### WHAT YOU WILL DO
Look for the word "LoggingConfig" in the records, and copy each line where it appears.

(Stored data)
★ ★ ★ ★ ★ ★ ★

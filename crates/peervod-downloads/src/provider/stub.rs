use std::collections::{HashMap, VecDeque};
use std::sync::{Mutex, MutexGuard};

use async_trait::async_trait;
use url::Url;

use super::DownloadProvider;
use crate::error::DownloadError;
use crate::model::{DownloadSnapshot, DownloadState, InfoHash};

/// In-memory test double for the download manager contract.
///
/// Each download carries a queue of scripted snapshots; every status refresh
/// advances the queue by one and the final snapshot repeats as the steady
/// state. Requests are recorded so tests can assert how often each one was
/// issued.
#[derive(Default)]
pub struct StubProvider {
    state: Mutex<StubState>,
}

#[derive(Default)]
struct StubState {
    scripts: HashMap<InfoHash, VecDeque<DownloadSnapshot>>,
    current: Option<DownloadSnapshot>,
    locator: Option<Url>,
    download_start_calls: Vec<InfoHash>,
    vod_start_calls: Vec<InfoHash>,
    removal_calls: Vec<(InfoHash, bool)>,
}

impl StubProvider {
    /// Empty provider with no scripted downloads.
    #[must_use]
    pub fn new() -> Self {
        Self::default()
    }

    /// Set the locator handed out once a download becomes playable.
    pub fn set_locator(&self, locator: Option<Url>) {
        self.lock().locator = locator;
    }

    /// Append a snapshot to its download's script.
    pub fn push_snapshot(&self, snapshot: DownloadSnapshot) {
        self.lock()
            .scripts
            .entry(snapshot.info_hash.clone())
            .or_default()
            .push_back(snapshot);
    }

    /// Overwrite the snapshot returned by the next status read, bypassing the
    /// scripts. Lets tests stage a stale answer from another download.
    pub fn set_current(&self, snapshot: Option<DownloadSnapshot>) {
        self.lock().current = snapshot;
    }

    /// How many times a download start was requested for `info_hash`.
    #[must_use]
    pub fn download_start_count(&self, info_hash: &InfoHash) -> usize {
        let state = self.lock();
        state
            .download_start_calls
            .iter()
            .filter(|hash| *hash == info_hash)
            .count()
    }

    /// How many times a VOD start was requested for `info_hash`.
    #[must_use]
    pub fn vod_start_count(&self, info_hash: &InfoHash) -> usize {
        let state = self.lock();
        state
            .vod_start_calls
            .iter()
            .filter(|hash| *hash == info_hash)
            .count()
    }

    /// Recorded removal requests, in order.
    #[must_use]
    pub fn removal_calls(&self) -> Vec<(InfoHash, bool)> {
        self.lock().removal_calls.clone()
    }

    fn lock(&self) -> MutexGuard<'_, StubState> {
        self.state.lock().expect("stub provider state poisoned")
    }
}

#[async_trait]
impl DownloadProvider for StubProvider {
    async fn request_download_start(
        &self,
        info_hash: &InfoHash,
        display_name: &str,
    ) -> anyhow::Result<()> {
        let mut state = self.lock();
        state.download_start_calls.push(info_hash.clone());
        state.scripts.entry(info_hash.clone()).or_insert_with(|| {
            let mut snapshot = DownloadSnapshot::new(info_hash.clone(), DownloadState::Queued);
            snapshot.name = Some(display_name.to_string());
            VecDeque::from([snapshot])
        });
        Ok(())
    }

    async fn request_status(&self, info_hash: &InfoHash) -> anyhow::Result<()> {
        let mut state = self.lock();
        let next = match state.scripts.get_mut(info_hash) {
            Some(script) if script.len() > 1 => script.pop_front(),
            Some(script) => script.front().cloned(),
            // Unknown download: the previously refreshed snapshot stays put.
            None => return Ok(()),
        };
        if next.is_some() {
            state.current = next;
        }
        Ok(())
    }

    async fn current_status(&self) -> Option<DownloadSnapshot> {
        self.lock().current.clone()
    }

    async fn request_vod_start(&self, info_hash: &InfoHash) -> anyhow::Result<()> {
        let mut state = self.lock();
        if !state.scripts.contains_key(info_hash) {
            return Err(DownloadError::NotFound {
                info_hash: info_hash.to_string(),
            }
            .into());
        }
        state.vod_start_calls.push(info_hash.clone());
        Ok(())
    }

    async fn playback_locator(&self) -> Option<Url> {
        self.lock().locator.clone()
    }

    async fn request_removal(&self, info_hash: &InfoHash, delete_data: bool) -> anyhow::Result<()> {
        let mut state = self.lock();
        if state.scripts.remove(info_hash).is_none() {
            return Err(DownloadError::NotFound {
                info_hash: info_hash.to_string(),
            }
            .into());
        }
        state.removal_calls.push((info_hash.clone(), delete_data));
        if state
            .current
            .as_ref()
            .is_some_and(|snapshot| snapshot.is_for(info_hash))
        {
            state.current = None;
        }
        Ok(())
    }
}

#[cfg(test)]
mod tests {
    use super::*;

    fn hash(tail: char) -> InfoHash {
        InfoHash::new(format!("{}{}", "0".repeat(39), tail)).expect("valid hash")
    }

    fn snapshot(info_hash: &InfoHash, progress: f64) -> DownloadSnapshot {
        let mut snapshot = DownloadSnapshot::new(info_hash.clone(), DownloadState::Downloading);
        snapshot.progress = progress;
        snapshot
    }

    #[tokio::test]
    async fn scripted_snapshots_advance_and_hold_steady() {
        let provider = StubProvider::new();
        let subject = hash('a');
        provider.push_snapshot(snapshot(&subject, 0.1));
        provider.push_snapshot(snapshot(&subject, 0.5));

        provider.request_status(&subject).await.expect("refresh");
        let first = provider.current_status().await.expect("snapshot");
        assert!((first.progress - 0.1).abs() < f64::EPSILON);

        for _ in 0..3 {
            provider.request_status(&subject).await.expect("refresh");
        }
        let last = provider.current_status().await.expect("snapshot");
        assert!((last.progress - 0.5).abs() < f64::EPSILON);
    }

    #[tokio::test]
    async fn refresh_for_unknown_download_keeps_previous_answer() {
        let provider = StubProvider::new();
        let known = hash('a');
        let unknown = hash('b');
        provider.push_snapshot(snapshot(&known, 0.3));
        provider.request_status(&known).await.expect("refresh");

        provider.request_status(&unknown).await.expect("refresh");
        let stale = provider.current_status().await.expect("snapshot");
        assert!(stale.is_for(&known));
    }

    #[tokio::test]
    async fn download_start_records_and_seeds_a_queued_entry() {
        let provider = StubProvider::new();
        let subject = hash('c');
        provider
            .request_download_start(&subject, "Night Train")
            .await
            .expect("start");
        assert_eq!(provider.download_start_count(&subject), 1);

        provider.request_status(&subject).await.expect("refresh");
        let seeded = provider.current_status().await.expect("snapshot");
        assert_eq!(seeded.state, DownloadState::Queued);
        assert_eq!(seeded.name.as_deref(), Some("Night Train"));
    }

    #[tokio::test]
    async fn removal_requires_a_known_download() {
        let provider = StubProvider::new();
        let subject = hash('d');
        assert!(provider.request_removal(&subject, true).await.is_err());

        provider.push_snapshot(snapshot(&subject, 0.2));
        provider.request_status(&subject).await.expect("refresh");
        provider
            .request_removal(&subject, true)
            .await
            .expect("removal");
        assert_eq!(provider.removal_calls(), vec![(subject, true)]);
        assert!(provider.current_status().await.is_none());
    }
}
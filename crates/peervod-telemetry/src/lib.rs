//! Telemetry primitives shared across the peervod workspace.
//!
//! Centralises the tracing subscriber setup so every binary adopts the same
//! logging story: `RUST_LOG` overrides, JSON output for release builds, and
//! a pretty formatter for local development.

use anyhow::{Result, anyhow};
use tracing_subscriber::{EnvFilter, fmt};

/// Default logging target when `RUST_LOG` is not provided.
const DEFAULT_LOG_LEVEL: &str = "info";

/// Configure and install the global tracing subscriber.
///
/// # Errors
///
/// Returns an error if the tracing subscriber cannot be installed (for
/// example, because another subscriber has already been set globally).
pub fn init_logging(config: &LoggingConfig) -> Result<()> {
    let env_filter =
        EnvFilter::try_from_default_env().unwrap_or_else(|_| EnvFilter::new(config.level));

    let builder = fmt::fmt()
        .with_env_filter(env_filter)
        .with_target(false)
        .with_thread_ids(false);

    match config.format {
        LogFormat::Json => builder.json().try_init(),
        LogFormat::Pretty => builder.pretty().try_init(),
    }
    .map_err(|err| anyhow!("failed to install tracing subscriber: {err}"))?;

    tracing::debug!(level = config.level, format = ?config.format, "logging installed");
    Ok(())
}

/// Logging configuration.
#[derive(Debug, Clone)]
pub struct LoggingConfig<'a> {
    /// Default filter directive when `RUST_LOG` is absent.
    pub level: &'a str,
    /// Output format for the installed subscriber.
    pub format: LogFormat,
}

impl Default for LoggingConfig<'_> {
    fn default() -> Self {
        Self {
            level: DEFAULT_LOG_LEVEL,
            format: LogFormat::infer(),
        }
    }
}

/// Available output formats for the logger.
#[derive(Debug, Clone, Copy, PartialEq, Eq)]
pub enum LogFormat {
    /// Structured JSON lines, one event per line.
    Json,
    /// Human-readable multi-line output.
    Pretty,
}

impl LogFormat {
    /// Choose a sensible default for the current build.
    #[must_use]
    pub const fn infer() -> Self {
        if cfg!(debug_assertions) {
            Self::Pretty
        } else {
            Self::Json
        }
    }
}

#[cfg(test)]
mod tests {
    use super::*;

    #[test]
    fn second_install_reports_an_error() {
        let config = LoggingConfig {
            level: "debug",
            format: LogFormat::Pretty,
        };
        assert!(init_logging(&config).is_ok());
        assert!(init_logging(&config).is_err());
    }
}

★ ★ ★ ★ ★ ★ ★

### SOLUTION FOR THIS PROBLEM
pub fn init_logging(config: &LoggingConfig) -> Result<()> {
pub struct LoggingConfig<'a> {
impl Default for LoggingConfig<'_> {
        let config = LoggingConfig {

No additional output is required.